The central character is Elvira, a lonely transsexual who is cruising for gay men when the film opens. A potential john makes the first advances, but when he discovers that it’s a woman he’s feeling up, he responds violently and calls a few buddies to assist. This establishes a pattern that we will see repeatedly throughout the film. Elvira tries to connect with someone, and everyone she approaches rejects her.
Take for instance, her lover Christoph. He shares her apartment, and when she returns home from the beating, he turns on her. When I first saw this film at Cinematheque Ontario a couple of years ago, I nearly walked out during this scene. That’s the level of the emotional cruelty that is directed at Elvira here. Incredibly, she absorbs it, and in fact apologizes and promises to do better.
A kindly whore named Zora befriends Elvira, and she becomes her companion for the balance of the film. The presence of this second person gives Elvira a sounding board, and enables us to learn some of Elvira’s back-story. Elmira talks of her previous life as an abattoir worker named Erwin, and this leads to a grisly sequence in an actual slaughterhouse. As Elvira talks of her transformation and her life with the abusive Christoph, we watch cattle having their throats slit and their hides pulled off. This scene is a real gut-slammer, and it serves a couple of purposes. First, it mirrors the mutilation that Elvira herself has undergone – her quickie sex change. Additionally, it’s an effective metaphor for the world in which she resides. To the people around her, Elvira has about the same status as the cattle do to the slaughterhouse workers.

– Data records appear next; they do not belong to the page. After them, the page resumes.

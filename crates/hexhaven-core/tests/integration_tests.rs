//! Integration tests for the Hexhaven game engine.
//!
//! These tests drive complete sessions from the lobby through the opening
//! draft, main-game turns and victory.

use hexhaven_core::*;
use pretty_assertions::assert_eq;
use rand::rngs::StdRng;
use rand::SeedableRng;
use uuid::Uuid;

fn seeded_session(rules: RulesConfig) -> Session {
    let board = Board::standard_with_rng(&mut StdRng::seed_from_u64(2024));
    Session::with_board("TEST01".to_string(), rules, board)
}

/// A started three-player session
fn started(rules: RulesConfig) -> (Session, Vec<PlayerId>) {
    let mut session = seeded_session(rules);
    let players: Vec<PlayerId> = (0..3).map(|_| Uuid::new_v4()).collect();
    for (i, id) in players.iter().enumerate() {
        session.add_player(*id, format!("p{i}")).unwrap();
    }
    session.start(players[0]).unwrap();
    (session, players)
}

fn place(session: &mut Session, player: PlayerId, kind: BuildingKind, site: &str) -> Vec<GameEvent> {
    session
        .apply_action(
            player,
            GameAction::PlaceBuilding {
                kind,
                position: site.to_string(),
            },
        )
        .unwrap()
}

/// Settlement corners used for the draft, in visiting order. Each road
/// goes on side 5, which touches corner 0.
const DRAFT_TILES: [u32; 6] = [5, 10, 23, 26, 30, 16];

fn run_draft(session: &mut Session, players: &[PlayerId]) {
    let order = [0, 1, 2, 2, 1, 0];
    for (tile, seat) in DRAFT_TILES.iter().zip(order) {
        let player = players[seat];
        place(session, player, BuildingKind::Settlement, &format!("{tile}-0"));
        place(session, player, BuildingKind::Road, &format!("{tile}-5"));
        assert_vp_invariant(session);
    }
}

/// Draft by always taking the first offered site
fn run_draft_greedy(session: &mut Session) {
    while session.turn.game_phase == GamePhase::InitialPlacement {
        let (player, options) = session.pending_placements().unwrap();
        if let Some(vertex) = options.vertices.first() {
            place(session, player, BuildingKind::Settlement, &vertex.to_string());
        } else {
            let edge = options.edges.first().unwrap();
            place(session, player, BuildingKind::Road, &edge.to_string());
        }
        assert_vp_invariant(session);
    }
}

fn assert_vp_invariant(session: &Session) {
    for player in &session.players {
        assert_eq!(player.victory_points, player.building_points());
        assert_eq!(player.building_points(), player.settlements + 2 * player.cities);
        assert_eq!(player.total_cards, player.resources.total());
    }
}

fn player<'a>(session: &'a Session, id: PlayerId) -> &'a Player {
    session.player(id).unwrap()
}

/// Jump straight into a main-game phase with no buildings on the board
fn main_game(phase: TurnPhase) -> (Session, Vec<PlayerId>) {
    let (mut session, players) = started(RulesConfig::default());
    session.turn.game_phase = GamePhase::MainGame;
    session.turn.turn_phase = phase;
    (session, players)
}

fn building(kind: BuildingKind, owner: &Player) -> Building {
    Building {
        kind,
        owner_id: owner.id,
        owner_color: owner.color,
    }
}

// ==================== Opening Draft ====================

#[test]
fn test_start_opens_draft_with_first_player() {
    let (session, players) = started(RulesConfig::default());
    assert_eq!(session.status, SessionStatus::Playing);
    assert_eq!(session.turn.current_player_index, 0);
    assert_eq!(session.turn.turn_phase, TurnPhase::PlaceSettlement);
    assert_eq!(session.turn.initial_placement_round, 1);

    let (next, options) = session.pending_placements().unwrap();
    assert_eq!(next, players[0]);
    assert!(!options.vertices.is_empty());
    assert!(options.edges.is_empty());
}

#[test]
fn test_road_options_follow_settlement() {
    let (mut session, players) = started(RulesConfig::default());
    place(&mut session, players[0], BuildingKind::Settlement, "10-2");

    assert_eq!(session.turn.turn_phase, TurnPhase::PlaceRoad);
    let options = session.valid_placements(players[0]);
    let edges: Vec<String> = options.edges.iter().map(|e| e.to_string()).collect();
    assert_eq!(edges, vec!["10-1", "10-2"]);
    assert!(options.vertices.is_empty());

    let err = session
        .apply_action(
            players[0],
            GameAction::PlaceBuilding {
                kind: BuildingKind::Road,
                position: "10-4".to_string(),
            },
        )
        .unwrap_err();
    assert_eq!(err, GameError::InvalidPlacement("road".into()));
}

The centerpiece of the film is a visit by Elvira and Zora to the orphanage where Elvira grew up. They encounter Sister Gudrun, who remembers the young Erwin, and goes into a lengthy monologue about how Erwin was abandoned as a baby, how a young couple wanted to adopt him, and how his biological mother nixed the adoption rather that have the father know of Erwin’s existence. This scene is heartbreaking; as it indicates how close Erwin came to having a loving family, only to have it snatched away from him.
Why did Erwin become Elvira? That’s the question that the film revolves around, and early on, the name Anton Saitz comes into play. Saitz is a wealthy industrialist and concentration camp survivor who has some hidden connection to Elvira, which she has alluded to in a newspaper interview. Elvira sets out to track Saitz down, in order to persuade him from taking revenge on her, or worse yet, on her estranged daughter.
Elvira eventually makes her way to Saitz’ office tower, and if you watched this film, and were able to anticipate what the meeting would be like, you are a far better man than me. The first thing that is noticeable is how the office seems to be virtually deserted. Elvira encounters a security guard and when asked for the password, is able to dig it up out of her memory banks - “Bergen-Belsen”. The scene in Saitz’ office is bizarre, to say the least. When Elvira arrives, Saitz and his associates are re-enacting an absurd dance number from an old Jerry Lewis film.
Saitz is the one who finally fills out the blanks in Elvira’s past. Ervin was in love with Saitz once, and told him so. Saitz’ response was a flippant “That’s nice – Too bad you’re not a woman.”, and Erwin took it to heart and ran off to Casablanca for a sex change operation.
This astonishing lack of judgment is in fact consistent with what we have already seen with Elvira. She is desperate to connect with someone, whether it is her ex-wife or a john in a park. Time and time again in his films, Fassbinder gives us people who need love badly, don’t have a clue about how to get it, and are destroyed as a result of it. There’s the needy actress in Veronika Voss, the designer in The Bitter Tears of Petra Von Kant, or the lottery winner Fox in Fox and His Friends, just to name a few.
As I mentioned at the beginning, this movie is connected to the story of Armin Meier, and his relationship with Fassbinder. It’s no stretch to say that Meier informs the character of Elvira – Someone who loves the wrong people, and suffers because of it.
This might be the most personal and painful of the films Fassbinder made. Just how personal can be guessed at when you look at the credits. This is essentially a one-man film. Fassbinder wrote, produced, directed, shot and edited 13 Moons. It almost seems like this film was his penance, and he had to suffer it alone.